Disturbing new details have emerged about a British woman who travelled to the United States intending to be killed by a man she met online, with experts warning this was never a mutual fantasy but a case of chilling manipulation.
The Final Journey to Florida
On 10 October, Sonia Exelby, a 32-year-old woman from Portsmouth, landed in Tallahassee, Florida. She was there to meet Dwain Hall, a 53-year-old American she had connected with on a fetish website. Friends of Sonia, who had a history of mental health struggles, immediately feared she had entered an extremely vulnerable situation.
Just three days later, when she failed to return to the UK as planned, alarms were raised. Her remains were soon discovered in a wooded area of Marion Oaks, northwest of Orlando.
A Homicide, Not a Pact
An official autopsy report has determined Sonia died from four stab wounds inflicted by a knife, each between four and seven inches deep. The report also noted a distinctive "dried, red-orange, V-shaped abrasion" on her body. Her death was officially ruled a homicide.
Investigators found evidence on Sonia's computer indicating she was suicidal and had travelled to America with the intention of being "sexually abused, tortured and possibly murdered". Florida police later arrested Dwain Hall on charges of first-degree murder and kidnapping, partly after linking him to transactions made with Sonia's credit cards.
Hall, who collected Sonia from the airport and drove her to an Airbnb cabin in Reddick, admitted to violent tendencies and claimed Sonia was suicidal and wanted to die. However, psychologist and criminologist Alex Iszatt insists this was not a mutual suicide pact.
"Dwain Hall's role was never that of a participant; he didn't need to persuade Sonia; he just needed to validate her self-annihilating despair," Ms Iszatt explained. "Over two years, he mirrored her darkest beliefs, positioning himself as the sole solution to her pain."
Chilling Psychology and a Change of Heart
Ms Iszatt suggests Hall's behaviour displays traits of Antisocial Personality Disorder and malignant narcissism, noting his minimisation of violence—such as describing an encounter where he allegedly strangled Sonia as '"vanilla" sex—as a "profound distortion".
Tragically, evidence suggests Sonia may have realised her terrible mistake but felt trapped. Police obtained footage allegedly showing Hall filming a bruised Sonia, questioning her about why she was there and how she wanted to die. While she stated she wanted to be stabbed, detectives noted she appeared hesitant and visibly upset.
More damningly, messages sent by Sonia to a friend via Discord on 11 October reveal her terror. "I'm sorry he keeps taking my phone, he doesn't trust me with it," she wrote. "He made it clear there was no way out unless I shoot him. I was questioning it last night."

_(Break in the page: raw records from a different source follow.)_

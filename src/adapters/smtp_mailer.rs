use std::time::Duration;

use lettre::message::header::ContentType;
use lettre::message::{Attachment, Mailbox, MultiPart, SinglePart};
use lettre::transport::smtp::authentication::Credentials;
use lettre::{Message, SmtpTransport, Transport};
use thiserror::Error;

#[derive(Debug, Clone, PartialEq, Eq)]
pub struct MessageAttachment {
    pub filename: String,
    pub content_type: String,
    pub bytes: Vec<u8>,
}

#[derive(Debug, Clone, PartialEq, Eq)]
pub struct OutgoingMessage {
    pub subject: String,
    pub body: String,
    pub to: Vec<String>,
    pub cc: Vec<String>,
    pub attachment: Option<MessageAttachment>,
}

#[derive(Debug, Error)]
pub enum DeliveryError {
    #[error("message has no recipients")]
    NoRecipients,
    #[error("invalid address {address:?}: {reason}")]
    InvalidAddress { address: String, reason: String },
    #[error("failed to build message: {0}")]
    Build(String),
    #[error("smtp server rejected the message: {0}")]
    Rejected(String),
    #[error("smtp delivery failed: {0}")]
    Smtp(String),
    #[error("delivery cancelled")]
    Cancelled,
}

impl DeliveryError {
    /// Only connection-level and temporary SMTP failures can succeed on a later attempt.
    pub fn is_transient(&self) -> bool {
        matches!(self, Self::Smtp(_))
    }
}

fn smtp_error(error: lettre::transport::smtp::Error) -> DeliveryError {
    if error.is_permanent() {
        DeliveryError::Rejected(error.to_string())
    } else {
        DeliveryError::Smtp(error.to_string())
    }
}

pub trait Mailer {
    fn send(&self, message: &OutgoingMessage) -> Result<(), DeliveryError>;
}

#[derive(Debug, Clone)]
pub struct SmtpSettings {
    /// `None` disables delivery; messages are logged and dropped.
    pub host: Option<String>,
    pub port: u16,
    pub username: Option<String>,
    pub password: Option<String>,
    pub starttls: bool,
    pub from_address: String,
    pub timeout: Duration,
}

#[derive(Debug, Clone)]
pub struct SmtpMailer {
    settings: SmtpSettings,
}

impl SmtpMailer {
    pub fn new(settings: SmtpSettings) -> Self {
        Self { settings }
    }

    fn build_message(&self, message: &OutgoingMessage) -> Result<Message, DeliveryError> {
        if message.to.is_empty() && message.cc.is_empty() {
            return Err(DeliveryError::NoRecipients);
        }

        let mut builder = Message::builder()
            .from(parse_mailbox(&self.settings.from_address)?)
            .subject(message.subject.as_str());
        for address in &message.to {
            builder = builder.to(parse_mailbox(address)?);
        }
        for address in &message.cc {
            builder = builder.cc(parse_mailbox(address)?);
        }

        let text = SinglePart::plain(message.body.clone());
        let built = match &message.attachment {
            Some(attachment) => {
                let content_type = ContentType::parse(&attachment.content_type)
                    .map_err(|e| DeliveryError::Build(format!("invalid content type: {e}")))?;
                builder.multipart(
                    MultiPart::mixed().singlepart(text).singlepart(
                        Attachment::new(attachment.filename.clone())
                            .body(attachment.bytes.clone(), content_type),
                    ),
                )
            }
            None => builder.singlepart(text),
        };

        built.map_err(|e| DeliveryError::Build(e.to_string()))
    }

    fn transport(&self, host: &str) -> Result<SmtpTransport, DeliveryError> {
        let builder = if self.settings.starttls {
            SmtpTransport::starttls_relay(host).map_err(smtp_error)?
        } else {
            SmtpTransport::builder_dangerous(host)
        };

        let mut builder = builder
            .port(self.settings.port)
            .timeout(Some(self.settings.timeout));
        if let (Some(username), Some(password)) = (&self.settings.username, &self.settings.password)
        {
            builder = builder.credentials(Credentials::new(username.clone(), password.clone()));
        }

        Ok(builder.build())
    }
}

fn parse_mailbox(address: &str) -> Result<Mailbox, DeliveryError> {
    address
        .trim()
        .parse::<Mailbox>()
        .map_err(|e| DeliveryError::InvalidAddress {
            address: address.to_string(),
            reason: e.to_string(),
        })
}

impl Mailer for SmtpMailer {
    fn send(&self, message: &OutgoingMessage) -> Result<(), DeliveryError> {
        let email = self.build_message(message)?;

        let Some(host) = self.settings.host.as_deref() else {
            tracing::warn!(
                subject = %message.subject,
                recipients = ?message.to,
                "smtp delivery is disabled, skipping message"
            );
            return Ok(());
        };

        self.transport(host)?.send(&email).map_err(smtp_error)?;

        tracing::info!(
            subject = %message.subject,
            to = ?message.to,
            cc = ?message.cc,
            attachment = message.attachment.as_ref().map(|a| a.filename.as_str()),
            "message delivered"
        );
        Ok(())
    }
}
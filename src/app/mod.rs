pub mod config;
mod error;
mod logging;
pub mod notify;
pub mod retry;
pub mod runtime;
pub mod services;

pub use error::AppError;
pub use services::{CycleOutcome, DeliveryMode};

use crate::domain::models::ReportPeriod;

fn bootstrap() -> Result<config::AppConfig, AppError> {
    let _ = dotenvy::dotenv();
    logging::init()?;

    let config = config::AppConfig::from_env()?;

    tracing::info!(
        source = config.source_file.as_deref().unwrap_or("ftp"),
        ftp_server = %config.ftp_server,
        ftp_port = config.ftp_port,
        logfile_path = %config.logfile_path,
        filter_user = %config.filter_user,
        smtp_server = config.smtp_server.as_deref().unwrap_or("disabled"),
        smtp_port = config.smtp_port,
        report_day = config.report_day,
        report_lookback_months = config.report_lookback_months,
        report_dir = %config.report_dir,
        check_interval_secs = config.check_interval_secs,
        retry_attempts = config.retry_attempts,
        "application bootstrap initialized"
    );

    Ok(config)
}

/// Long-running mode: checks the schedule until the process is stopped.
pub fn run_service() -> Result<(), AppError> {
    let config = bootstrap()?;
    runtime::run(config)
}

pub fn run_once(
    period: Option<ReportPeriod>,
    mode: DeliveryMode,
) -> Result<CycleOutcome, AppError> {
    let config = bootstrap()?;
    runtime::run_once(config, period, mode)
}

She described the previous night as "so bad" and confessed, "I can't kill anyone... I'm locked in and there is no signal in the middle of nowhere." Her final, heartbreaking messages spoke of being "so scared" and "so broken".
"Her inability to simply leave is not evidence of commitment, but a core characteristic of coercive control," Ms Iszatt stated. "By the time she was in that Airbnb... her freeze or flight response was to stay, and walking out was a physiological impossibility."
The Evidence and the Aftermath
Hall gave shifting accounts to police, at one point claiming Sonia promised to pay him $4,000 to help with tax debt and he grew angry when she arrived without the cash. He later withdrew £900 from her UK bank account. Investigators say he made her record disclaimer messages and write a letter to her family, which he thought was "funny".
After Sonia's death, Hall sent a package to a friend in Ohio. Inside, authorities found a seven-inch Tanto blade with Sonia's blood on it. A shovel from Hall's garage also bore traces of her DNA. A toxicology report found cannabinoids in her system and a blood alcohol concentration of 0.064%, a level that can impair judgement and alertness.
Hall, through his attorney Julia Williamson, has entered a written plea of not guilty and is maintaining his right to silence. He is expected in court next month. Ms Williamson expressed condolences to Sonia's friends and family, acknowledging the pain of this "tragic loss".
For Sonia Exelby, what began as a desperate online search for an end to her pain culminated in a nightmare of control and violence from which she could not escape. The official homicide ruling stands as a stark rebuttal to any notion of a consensual pact, painting a picture of a vulnerable woman allegedly manipulated and murdered by a man who fed on her despair.